Schafseckle

von Gerhard Meister 21. August 2014

Der Speisewagen schwankt bei der Ausfahrt aus dem Bahnhof bedrohlich, der Kellner muss sich festhalten und ein paar Tische entfernt  höre ich jemanden sagen, wie dieser Zug jetzt «umerangget».

Ja, der Mann spricht noch richtig Berndeutsch mit tadellos deklinierten Zahlwörtern: «Dört si zwe Schwän, lue.» Dies zu seiner Frau, die ihm gegenübersitzt und normallaut redet, das heisst so, dass aus meiner Distanz nur aus seinen übernormal lauten Antworten erkennbar wird, dass sie geredet hat: «Was wosch de, wosch spare? Auso, wes de für das nümm längt.»

Wer berndeutsch redet wie dieser Mann, ist nicht zwanzig: «Jä, dä Gärber Urs, isch däich jetz ou pensioniert, er isch zäh Jahr jünger.» Oder, als Kommentar zum Kondukteur, der die Billette kontrolliert: «Vier Täschli hei sie aghänkt, meh weder mir im Dienscht vor 50 Jahr.»

«Das het hüt i dene Brauereie o Schafseckle.»

 

Der Ausdruck ist kernig, er sagt: «bi däm huere Schisswätter», er sagt: «i muess im Garte das huere Züg no verrume, die Schissnessle, das abghounige Züg», er sagt: «das het hüt i dene Brauereie o Schafseckle».

«Ja, das Bally-Imperium, das isch o ds Loch ab.» Das sagt er, als der Zug an Schönenwerd vorbeifährt, dem Ort, an dem dieses Imperium gegründet wurde. Er kennt sich in der Wirtschaft aus und hat seine Meinung über die heutigen Chefs: «Es het viune Orte Schefe ohni Dampf, nid wie früecher dEigetümer, die hei gluegt.» Dann redet er von einem «tschäggete Cheib, wie ne Chäuerschnägg» und ist wahrscheinlich noch immer bei den Chefs von heute.

«Das ghört sech hüt, Pariser, Pfefferspray u Lippeschtift.»

 

Ein Mann Mitte siebzig, mit brutal geerdeter Ausdrucksweise, die etwas an Dürrenmatt erinnert, sitzt im Speisewagen seiner Frau gegenüber, redet, nimmt einen Schluck aus der Halbliter-Dose Bier, schweigt, redet dann wieder: «Das ghört sech hüt, Pariser, Pfefferspray u Lippeschtift.» Dann ein Spruch, in dem das Wort «Ungerhösli» sich auf ein Wort reimt, das ich nicht verstehe.
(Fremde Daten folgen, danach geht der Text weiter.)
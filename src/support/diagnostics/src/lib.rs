mod error;
mod show;
mod warning;

use core::fmt::Debug;
use derive_more::{Display, IsVariant};
pub use error::ErrorDiagnostic;
pub use show::{Show, write_location};
use source_files::SourceFiles;
pub use warning::WarningDiagnostic;

/// How seriously a diagnostic should be taken.
///
/// Only errors make a build unsuccessful.
#[derive(Copy, Clone, Debug, PartialEq, Eq, PartialOrd, Ord, Hash, Display, IsVariant)]
pub enum Severity {
    #[display("warning")]
    Warning,
    #[display("error")]
    Error,
}

pub trait Diagnostic: Show + Send + Sync {
    fn severity(&self) -> Severity;
}

#[derive(Clone, Debug, Default)]
pub struct DiagnosticFlags {
    pub print_without_collecting: bool,
    pub suppress_warnings: bool,
}

pub struct Diagnostics<'a> {
    source_files: &'a SourceFiles,
    diagnostics: Vec<Box<dyn Diagnostic>>,
    num_errors: usize,
    flags: DiagnosticFlags,
}

impl<'a> Debug for Diagnostics<'a> {
    fn fmt(&self, f: &mut std::fmt::Formatter<'_>) -> std::fmt::Result {
        f.debug_struct("Diagnostics")
            .field("len", &self.diagnostics.len())
            .field("num_errors", &self.num_errors)
            .finish_non_exhaustive()
    }
}

impl<'a> Diagnostics<'a> {
    pub fn new(source_files: &'a SourceFiles, flags: DiagnosticFlags) -> Self {
        Self {
            source_files,
            diagnostics: Vec::new(),
            num_errors: 0,
            flags,
        }
    }

    pub fn flags(&self) -> &DiagnosticFlags {
        &self.flags
    }

    pub fn push(&mut self, diagnostic: impl Diagnostic + 'static) {
        let severity = diagnostic.severity();

        if severity.is_warning() && self.flags.suppress_warnings {
            return;
        }

        if severity.is_error() {
            self.num_errors += 1;
        }

        if self.flags.print_without_collecting {
            self.print(&diagnostic);
        } else {
            self.diagnostics.push(Box::new(diagnostic));
        }
    }

    pub fn extend<D: Diagnostic + 'static>(&mut self, diagnostics: impl IntoIterator<Item = D>) {
        for diagnostic in diagnostics {
            self.push(diagnostic);
        }
    }

    pub fn has_errors(&self) -> bool {
        self.num_errors > 0
    }

    pub fn num_errors(&self) -> usize {
        self.num_errors
    }

    pub fn iter(&self) -> impl Iterator<Item = &dyn Diagnostic> {
        self.diagnostics.iter().map(|diagnostic| &**diagnostic)
    }

    /// Renders every collected diagnostic, one per line.
    pub fn render_all(&self) -> String {
        let mut rendered = String::new();

        for diagnostic in self.iter() {
            rendered.push_str(&diagnostic.to_show_string(self.source_files));
            rendered.push('\n');
        }

        rendered
    }

    pub fn print_all(&self) {
        for diagnostic in self.iter() {
            self.print(diagnostic);
        }
    }

    pub fn print(&self, diagnostic: &dyn Diagnostic) {
        eprintln!("{}", diagnostic.to_show_string(self.source_files));
    }
}
/*
    ==================  representations/ast/src/lib.rs  ======================
    Syntactic tree of a textual IR module, as produced by a parser.

    Names are still plain strings and operand types are whatever was written,
    nothing here has been checked against anything else.
    ---------------------------------------------------------------------------
*/

mod constant;
mod datatype;
mod func;
mod global;
mod instr;
mod term;
mod value;

pub use constant::*;
pub use datatype::*;
pub use func::*;
pub use global::*;
pub use instr::*;
pub use term::*;
pub use value::*;

#[derive(Clone, Debug, Default)]
pub struct Module {
    pub type_defs: Vec<TypeDef>,
    pub globals: Vec<Global>,
    pub funcs: Vec<Func>,
}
Dann höre ich «Wiibervouch» und «Füdle breit wie ne Tisch u dr Rock ungerem Buuchnabu», dann, noch immer in diesem Zusammenhang, redet er von «schlitzgöiglete Cheibe», die nicht richtig Deutsch können.

Warum bin ich nicht überrascht, dass es zuweilen auch etwas eklig wird, ihm zuzuhören? Hat es damit zu tun, dass er über siebzig ist, hat es mit diesem Berndeutsch zu tun, das mit seiner Generation verschwinden wird? Aber nehmen denn, um Gottes Willen, aufs Alter die Frauen und Fremde abwertenden Äusserungen zu, oder noch abstruser, steht das in einem Zusammenhang mit einem schönen, blumigen Berndeutsch?

«U bi froh, bini nümm dört, süsch wäri o im Füdlibürger-Kreis.»

 

Der Mann schweigt, dann sagt er wieder etwas, über einen Bekannten oder früheren Arbeitskollegen, er sagt, «das isch jetz dr Edu-Füdlibürger. U bi froh, bini nümm dört, süsch wäri o im Füdlibürger-Kreis.» Etwas später steht er auf und verlässt mit seiner Frau den Speisewagen Richtung Erster Klasse.